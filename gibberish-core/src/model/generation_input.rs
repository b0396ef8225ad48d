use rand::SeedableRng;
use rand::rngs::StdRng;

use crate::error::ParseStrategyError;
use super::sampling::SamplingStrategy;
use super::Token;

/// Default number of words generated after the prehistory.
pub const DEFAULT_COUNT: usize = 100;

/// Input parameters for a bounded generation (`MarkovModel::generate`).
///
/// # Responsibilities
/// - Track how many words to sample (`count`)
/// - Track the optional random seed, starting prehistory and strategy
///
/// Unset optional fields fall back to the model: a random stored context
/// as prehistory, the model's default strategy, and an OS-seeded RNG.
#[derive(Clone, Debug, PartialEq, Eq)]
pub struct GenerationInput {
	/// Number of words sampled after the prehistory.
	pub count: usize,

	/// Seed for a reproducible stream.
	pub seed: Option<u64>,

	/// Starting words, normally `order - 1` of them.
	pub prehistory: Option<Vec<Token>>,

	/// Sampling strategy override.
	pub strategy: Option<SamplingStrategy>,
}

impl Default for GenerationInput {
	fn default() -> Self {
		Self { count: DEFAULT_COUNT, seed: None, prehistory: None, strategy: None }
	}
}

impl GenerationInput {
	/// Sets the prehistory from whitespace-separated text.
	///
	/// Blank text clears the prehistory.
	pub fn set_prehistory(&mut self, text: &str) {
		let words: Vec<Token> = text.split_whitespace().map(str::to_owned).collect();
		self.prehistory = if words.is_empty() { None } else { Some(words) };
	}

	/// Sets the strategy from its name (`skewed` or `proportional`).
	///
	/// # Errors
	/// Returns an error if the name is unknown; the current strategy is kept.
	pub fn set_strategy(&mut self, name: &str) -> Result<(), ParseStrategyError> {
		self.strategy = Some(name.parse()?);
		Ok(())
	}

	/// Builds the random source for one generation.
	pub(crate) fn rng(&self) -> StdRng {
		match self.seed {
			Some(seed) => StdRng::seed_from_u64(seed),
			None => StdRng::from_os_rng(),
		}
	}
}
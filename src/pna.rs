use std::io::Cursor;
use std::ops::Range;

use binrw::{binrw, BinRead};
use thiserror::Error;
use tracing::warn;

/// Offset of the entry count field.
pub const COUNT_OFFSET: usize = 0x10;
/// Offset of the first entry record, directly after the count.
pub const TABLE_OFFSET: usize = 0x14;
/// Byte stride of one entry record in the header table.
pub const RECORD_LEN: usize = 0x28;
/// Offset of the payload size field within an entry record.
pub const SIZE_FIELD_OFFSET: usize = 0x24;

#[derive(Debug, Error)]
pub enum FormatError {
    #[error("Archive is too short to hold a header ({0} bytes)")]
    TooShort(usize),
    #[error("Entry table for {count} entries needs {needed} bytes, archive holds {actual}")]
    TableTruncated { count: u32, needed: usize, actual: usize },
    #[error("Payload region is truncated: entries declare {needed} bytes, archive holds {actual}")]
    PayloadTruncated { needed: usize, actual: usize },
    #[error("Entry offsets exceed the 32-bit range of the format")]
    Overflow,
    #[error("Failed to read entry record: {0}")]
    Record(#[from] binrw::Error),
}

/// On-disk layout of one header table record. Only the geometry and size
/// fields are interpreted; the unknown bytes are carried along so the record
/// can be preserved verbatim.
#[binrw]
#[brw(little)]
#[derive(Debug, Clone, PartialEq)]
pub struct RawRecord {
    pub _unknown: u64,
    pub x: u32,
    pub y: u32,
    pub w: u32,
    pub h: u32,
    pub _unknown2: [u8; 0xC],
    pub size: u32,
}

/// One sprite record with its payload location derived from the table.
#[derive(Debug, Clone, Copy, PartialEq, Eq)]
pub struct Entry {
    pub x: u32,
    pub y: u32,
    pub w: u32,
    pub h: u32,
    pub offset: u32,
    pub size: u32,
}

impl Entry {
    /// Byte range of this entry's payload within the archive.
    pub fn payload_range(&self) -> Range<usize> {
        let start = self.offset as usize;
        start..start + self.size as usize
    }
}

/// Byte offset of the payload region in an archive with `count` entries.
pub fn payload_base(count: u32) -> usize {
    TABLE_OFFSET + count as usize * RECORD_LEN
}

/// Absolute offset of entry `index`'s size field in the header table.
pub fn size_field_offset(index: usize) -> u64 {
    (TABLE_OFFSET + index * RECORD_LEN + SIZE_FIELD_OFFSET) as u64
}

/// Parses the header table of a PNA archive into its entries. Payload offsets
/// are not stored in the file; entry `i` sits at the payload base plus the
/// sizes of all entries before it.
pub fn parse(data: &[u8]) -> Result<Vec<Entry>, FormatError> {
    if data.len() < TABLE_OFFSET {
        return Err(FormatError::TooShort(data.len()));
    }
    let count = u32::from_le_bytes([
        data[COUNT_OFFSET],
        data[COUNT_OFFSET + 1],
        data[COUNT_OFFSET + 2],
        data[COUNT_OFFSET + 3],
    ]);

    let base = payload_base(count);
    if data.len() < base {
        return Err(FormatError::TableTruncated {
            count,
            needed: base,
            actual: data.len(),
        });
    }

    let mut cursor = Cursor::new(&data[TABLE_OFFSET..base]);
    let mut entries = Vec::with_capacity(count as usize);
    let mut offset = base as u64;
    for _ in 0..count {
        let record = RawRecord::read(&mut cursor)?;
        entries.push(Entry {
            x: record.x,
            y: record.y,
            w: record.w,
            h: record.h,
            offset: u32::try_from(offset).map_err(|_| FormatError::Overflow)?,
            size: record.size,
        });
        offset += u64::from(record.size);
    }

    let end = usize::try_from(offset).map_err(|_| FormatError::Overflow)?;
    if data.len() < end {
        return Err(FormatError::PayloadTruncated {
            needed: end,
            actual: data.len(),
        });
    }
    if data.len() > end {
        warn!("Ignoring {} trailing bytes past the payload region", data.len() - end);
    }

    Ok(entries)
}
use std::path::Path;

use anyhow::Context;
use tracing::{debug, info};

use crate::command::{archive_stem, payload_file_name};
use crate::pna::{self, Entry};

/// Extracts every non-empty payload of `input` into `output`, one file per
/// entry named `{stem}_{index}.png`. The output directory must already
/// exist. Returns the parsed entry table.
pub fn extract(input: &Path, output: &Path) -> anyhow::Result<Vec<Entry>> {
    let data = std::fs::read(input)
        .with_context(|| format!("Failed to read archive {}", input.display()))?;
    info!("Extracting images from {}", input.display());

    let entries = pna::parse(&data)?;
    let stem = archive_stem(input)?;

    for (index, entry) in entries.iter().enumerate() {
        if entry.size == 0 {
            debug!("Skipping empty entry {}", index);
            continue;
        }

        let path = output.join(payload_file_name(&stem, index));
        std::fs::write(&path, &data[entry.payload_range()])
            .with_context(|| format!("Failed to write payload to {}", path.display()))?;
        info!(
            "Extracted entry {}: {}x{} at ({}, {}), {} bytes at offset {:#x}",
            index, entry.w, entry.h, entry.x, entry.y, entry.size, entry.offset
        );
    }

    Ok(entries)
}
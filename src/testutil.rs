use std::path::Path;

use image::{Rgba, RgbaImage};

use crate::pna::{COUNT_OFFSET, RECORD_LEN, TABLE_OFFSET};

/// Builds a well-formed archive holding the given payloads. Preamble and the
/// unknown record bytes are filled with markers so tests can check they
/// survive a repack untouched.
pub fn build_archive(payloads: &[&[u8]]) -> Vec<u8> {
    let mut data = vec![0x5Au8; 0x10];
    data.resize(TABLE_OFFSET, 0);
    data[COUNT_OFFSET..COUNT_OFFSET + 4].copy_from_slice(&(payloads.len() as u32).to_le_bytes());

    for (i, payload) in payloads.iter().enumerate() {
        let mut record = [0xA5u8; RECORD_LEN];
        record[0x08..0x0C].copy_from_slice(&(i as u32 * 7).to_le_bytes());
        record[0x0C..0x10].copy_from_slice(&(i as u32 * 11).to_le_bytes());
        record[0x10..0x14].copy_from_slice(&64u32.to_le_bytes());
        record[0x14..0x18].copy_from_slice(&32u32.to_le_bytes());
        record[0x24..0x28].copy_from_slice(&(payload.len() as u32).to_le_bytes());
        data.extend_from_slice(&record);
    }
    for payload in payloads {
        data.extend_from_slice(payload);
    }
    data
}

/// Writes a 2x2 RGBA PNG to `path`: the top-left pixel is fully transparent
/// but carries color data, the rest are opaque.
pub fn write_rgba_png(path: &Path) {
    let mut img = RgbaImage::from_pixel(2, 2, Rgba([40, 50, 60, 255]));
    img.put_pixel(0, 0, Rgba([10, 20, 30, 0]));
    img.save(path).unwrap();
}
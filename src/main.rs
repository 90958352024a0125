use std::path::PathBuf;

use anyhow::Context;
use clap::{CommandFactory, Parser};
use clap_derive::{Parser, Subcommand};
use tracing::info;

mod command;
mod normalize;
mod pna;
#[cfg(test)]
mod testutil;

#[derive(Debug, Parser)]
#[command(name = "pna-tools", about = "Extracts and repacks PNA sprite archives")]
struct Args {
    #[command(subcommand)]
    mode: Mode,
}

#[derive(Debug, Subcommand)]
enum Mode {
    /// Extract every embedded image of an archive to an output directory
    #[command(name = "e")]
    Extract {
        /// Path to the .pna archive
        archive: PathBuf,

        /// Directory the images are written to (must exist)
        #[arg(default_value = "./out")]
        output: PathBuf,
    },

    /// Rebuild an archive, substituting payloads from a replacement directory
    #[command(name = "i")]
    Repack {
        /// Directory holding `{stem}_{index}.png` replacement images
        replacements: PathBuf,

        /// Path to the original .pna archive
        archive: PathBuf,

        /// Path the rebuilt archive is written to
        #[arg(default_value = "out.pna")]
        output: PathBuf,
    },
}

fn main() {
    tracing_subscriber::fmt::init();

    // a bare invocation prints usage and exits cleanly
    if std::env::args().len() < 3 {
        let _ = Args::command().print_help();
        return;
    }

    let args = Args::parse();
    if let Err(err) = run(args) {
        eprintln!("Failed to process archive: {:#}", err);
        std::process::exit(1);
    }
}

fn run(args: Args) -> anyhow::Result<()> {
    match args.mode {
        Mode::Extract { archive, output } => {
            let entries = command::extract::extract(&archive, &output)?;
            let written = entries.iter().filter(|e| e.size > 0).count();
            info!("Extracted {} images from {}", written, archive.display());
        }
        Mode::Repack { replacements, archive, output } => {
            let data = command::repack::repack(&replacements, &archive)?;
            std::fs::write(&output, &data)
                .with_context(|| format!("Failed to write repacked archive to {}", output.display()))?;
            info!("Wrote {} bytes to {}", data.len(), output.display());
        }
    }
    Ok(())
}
——
#### [WHAT TO DO]
Please write out, exactly as they appear above, only the lines in the stretch from the line with "pub fn payload_base(count: u32)" through the line with "entries. Payload offsets".

#### [RESULT]
pub fn payload_base(count: u32) -> usize {
    TABLE_OFFSET + count as usize * RECORD_LEN
}

/// Absolute offset of entry `index`'s size field in the header table.
pub fn size_field_offset(index: usize) -> u64 {
    (TABLE_OFFSET + index * RECORD_LEN + SIZE_FIELD_OFFSET) as u64
}

/// Parses the header table of a PNA archive into its entries. Payload offsets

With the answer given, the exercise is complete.